The home should also ensure that the home has professional counselor responsible for handling stressful situations that the members go through. During the loss, the counselor helps the members to embrace coping mechanisms and to manage the psychological effects. The home should also form social support groups whereby the members can meet and share coping mechanisms.

Establishing a stable and reliable religious culture is important in managing grief and bereavement. When grieving individuals are at the bargaining stage, religion tends to answer most of the bereaved questions. Religious beliefs give hope to the bereaved and hasten the healing process by helping them to accept the loss.

I would also recommend that the management educates everyone living in the home about bereavement and the grief process. The education will ensure the people appreciate what one experiences after loss and hence facilitate the steps leading to acceptance.
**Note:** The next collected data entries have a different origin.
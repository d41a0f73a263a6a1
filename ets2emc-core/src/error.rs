// ============================================================================
// ets2emc-core/src/error.rs
// ============================================================================
//
// ERROR HANDLING: Load-time error types for the translation engine
//
// Translation itself never fails: every per-field problem is recorded as a
// diagnostic and the rest of the document is still produced. The errors in
// this module cover the collaborator boundary only, i.e. reading and parsing
// the source documents and rendering the target document.

use thiserror::Error;

/// Errors raised while loading source documents or rendering target documents.
#[derive(Error, Debug)]
pub enum CoreError {
    #[error("IO error: {0}")]
    Io(#[from] std::io::Error),

    #[error("JSON error: {0}")]
    Json(#[from] serde_json::Error),

    #[error("Malformed {kind} document: {message}")]
    MalformedDocument { kind: &'static str, message: String },

    #[error("Output '{output_key}' references preset '{preset_id}', which was not provided")]
    UnresolvedPreset {
        output_key: String,
        preset_id: String,
    },

    #[error("Invalid configuration: {0}")]
    Config(String),

    #[error("Operation failed: {0}")]
    OperationFailed(String),
}

/// Result type for ets2emc-core operations
pub type CoreResult<T> = std::result::Result<T, CoreError>;
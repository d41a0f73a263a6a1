// ============================================================================
// ets2emc-core/src/translate/captions.rs
// ============================================================================
//
// CAPTIONS: Input caption selectors and sidecar caption outputs
//
// Input side: the merge policy decides whether an embedded selector is added
// ahead of one file selector per sidecar caption source. Output side: every
// sidecar source of the first input that produced a selector is joined, by
// file key, with each sidecar caption format the output declares.

use super::container::PlaylistFormat;
use super::language::three_letter_code;
use super::time_span::{to_millis, to_seconds};
use super::Context;
use crate::source::{CaptionSource, InputCaptions, Job, JobOutput};
use crate::target::job::{
    CaptionDescription, CaptionDestinationSettings, CaptionDestinationType, CaptionSelector,
    CaptionSourceSettings, CaptionSourceType, Container, ContainerSettings, EmbeddedSourceSettings,
    FileSourceSettings, Output, TimeDeltaUnits,
};

/// Builds the caption selectors of one input. Nothing is selected unless at
/// least one job output declares caption formats.
pub fn translate_input_captions(
    captions: Option<&InputCaptions>,
    job: &Job,
    input_bucket: &str,
    cx: &mut Context<'_>,
) -> Vec<CaptionSelector> {
    let Some(captions) = captions else {
        return Vec::new();
    };
    if !job.has_output_captions() {
        return Vec::new();
    }

    let mut selectors = Vec::new();
    match captions.merge_policy.as_deref() {
        Some("MergeRetain" | "MergeOverride") => {
            cx.warn(
                &captions.path.key("mergePolicy"),
                "MediaConvert does not support captions merge policy.",
            );
            selectors.push(embedded_selector());
            selectors.extend(file_selectors(captions, input_bucket, cx));
        }
        Some("Override") => selectors.extend(file_selectors(captions, input_bucket, cx)),
        _ => {}
    }

    for (i, selector) in selectors.iter_mut().enumerate() {
        selector.name = format!("Captions Selector {}", i + 1);
    }
    selectors
}

fn embedded_selector() -> CaptionSelector {
    CaptionSelector {
        name: String::new(),
        source_key: None,
        source_settings: CaptionSourceSettings {
            source_type: CaptionSourceType::Embedded,
            embedded_source_settings: Some(EmbeddedSourceSettings {
                convert_608_to_708: "UPCONVERT",
            }),
            file_source_settings: None,
        },
    }
}

fn file_selectors(
    captions: &InputCaptions,
    input_bucket: &str,
    cx: &mut Context<'_>,
) -> Vec<CaptionSelector> {
    captions
        .caption_sources
        .iter()
        .filter_map(|source| caption_source_selector(source, input_bucket, cx))
        .collect()
}

/// Builds the file selector of one sidecar caption source. The selector is
/// left unnamed; names follow selector order within the input.
pub fn caption_source_selector(
    source: &CaptionSource,
    input_bucket: &str,
    cx: &mut Context<'_>,
) -> Option<CaptionSelector> {
    let key = source.key.as_deref()?;
    let extension = key
        .rsplit_once('.')
        .map(|(_, ext)| ext.trim().to_lowercase())
        .unwrap_or_default();

    let source_type = match extension.as_str() {
        "scc" => CaptionSourceType::Scc,
        "srt" => CaptionSourceType::Srt,
        "ttml" => CaptionSourceType::Ttml,
        "vtt" => CaptionSourceType::Webvtt,
        // DFXP and EBU-TT sources are not offered as convertible formats.
        "dfxp" | "xml" => return None,
        _ => {
            cx.warn(
                &source.path.key("key"),
                format!(
                    "The captions source type '{extension}' is not supported by MediaConvert. \
                     This captions source is ignored."
                ),
            );
            return None;
        }
    };

    let (time_delta, time_delta_units) = match source.time_offset.as_deref() {
        None => (None, None),
        Some(offset) => {
            let parsed = if offset.contains('.') {
                to_millis(offset).map(|ms| (ms, TimeDeltaUnits::Milliseconds))
            } else {
                to_seconds(offset).map(|s| (s, TimeDeltaUnits::Seconds))
            };
            match parsed {
                Some((delta, units)) => (Some(delta), Some(units)),
                None => {
                    cx.warn(
                        &source.path.key("timeOffset"),
                        format!(
                            "Captions time offset '{offset}' cannot be parsed. This captions \
                             source is ignored."
                        ),
                    );
                    return None;
                }
            }
        }
    };

    Some(CaptionSelector {
        name: String::new(),
        source_key: Some(key.to_string()),
        source_settings: CaptionSourceSettings {
            source_type,
            embedded_source_settings: None,
            file_source_settings: Some(FileSourceSettings {
                source_file: format!("s3://{input_bucket}/{key}"),
                time_delta,
                time_delta_units,
            }),
        },
    })
}

fn sidecar_destination(format: &str) -> Option<CaptionDestinationType> {
    match format {
        "dfxp" => Some(CaptionDestinationType::Ttml),
        "scc" => Some(CaptionDestinationType::Scc),
        "srt" => Some(CaptionDestinationType::Srt),
        "webvtt" => Some(CaptionDestinationType::Webvtt),
        _ => None,
    }
}

/// Builds one caption output per (sidecar source, sidecar format) pair of an
/// output. `selectors` are the caption selectors of the job's first input.
pub fn sidecar_outputs(
    output: &JobOutput,
    job: &Job,
    selectors: &[CaptionSelector],
    playlist_format: Option<PlaylistFormat>,
    cx: &mut Context<'_>,
) -> Vec<Output> {
    let destinations: Vec<CaptionDestinationType> = output
        .captions
        .iter()
        .flat_map(|c| c.caption_formats.iter())
        .filter_map(|f| f.format.as_deref().and_then(sidecar_destination))
        .collect();

    let has_embedded = selectors
        .iter()
        .any(|s| s.source_settings.source_type == CaptionSourceType::Embedded);
    if has_embedded && !destinations.is_empty() {
        cx.info(
            &output.path,
            "Embedded captions source are not included in sidecar outputs.",
        );
    }

    let sources = job
        .inputs
        .first()
        .and_then(|input| input.input_captions.as_ref())
        .map(|c| c.caption_sources.as_slice())
        .unwrap_or_default();

    let container = playlist_format
        .map(PlaylistFormat::container)
        .unwrap_or(Container::Raw);

    let mut outputs = Vec::new();
    for source in sources {
        let Some(selector) = selectors
            .iter()
            .find(|s| s.source_key.is_some() && s.source_key == source.key)
        else {
            continue;
        };

        let language = source.language.as_deref().unwrap_or_default();
        let language_code = three_letter_code(language);
        if language_code.is_none() && !destinations.is_empty() {
            cx.warn(
                &source.path.key("language"),
                format!("Captions language '{language}' cannot be converted to an ISO 639-2 code."),
            );
        }
        let name_modifier = format!(
            "-{}",
            language_code
                .clone()
                .unwrap_or_else(|| language.to_uppercase())
        );

        for destination_type in &destinations {
            outputs.push(Output {
                name_modifier: Some(name_modifier.clone()),
                container_settings: Some(ContainerSettings { container }),
                caption_descriptions: vec![CaptionDescription {
                    caption_selector_name: selector.name.clone(),
                    destination_settings: CaptionDestinationSettings {
                        destination_type: *destination_type,
                    },
                    language_code: language_code.clone(),
                    language_description: source.label.clone(),
                }],
                ..Output::default()
            });
        }
    }
    outputs
}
When bereavement occurs, the bereaved usually undergo stressful moments. The stress results because loss leads to a lot of needs and responsibilities unattended. In the case in which the sole breadwinner passes on, the dependants become helpless. Working out to meet the various needs tends to overwhelm the bereaved.

The leadership should also inform the persons living in the home about the various insurance policies that handle end of life care and support the dependents. If the people subscribe to insurance while alive, in the case of loss, the insurance will take care of most of the deficiencies. The families will, as a result, have a peaceful time of mourning and grieving their loved one since other needs will have been sorted.


The essay has discussed the support systems relevant for significant life events. We realize that significant life events can occur in many forms. Death of a loved one, physical separation of close relatives, or a tragic event is a significant life event. A reliable support system is required to help the affected individuals to overcome the loss. The people making up the support system include the health care workers, social workers, friends, relatives, and colleagues. The event of death affects both the bereaved individuals, and  the people associated with them. The responses of the social support group will greatly affect how the bereaved will respond following the loss. A strong and supportive social group will help the bereaved to cope faster and adapt to the changes associated with the loss. Various groups within the society respond variably to the event of loss. A person should thus pay close attention to the particular group in order to give appropriate support.

Some individuals experiencing loss do not respond to internal support. The experience of loss can be so severe that it breaks down the person’s mental status. When it gets to a point that the bereaved cannot resume normal duties, internal support is not enough. The individual should seek external support to help them cope with the loss. Every organization should ensure they have the policies that will support the worker’s personal welfare especially in the event of a loss. The organizations should strictly adhere to the guidelines and recommendations made by the state on how to treat employees after experiencing a significant life event.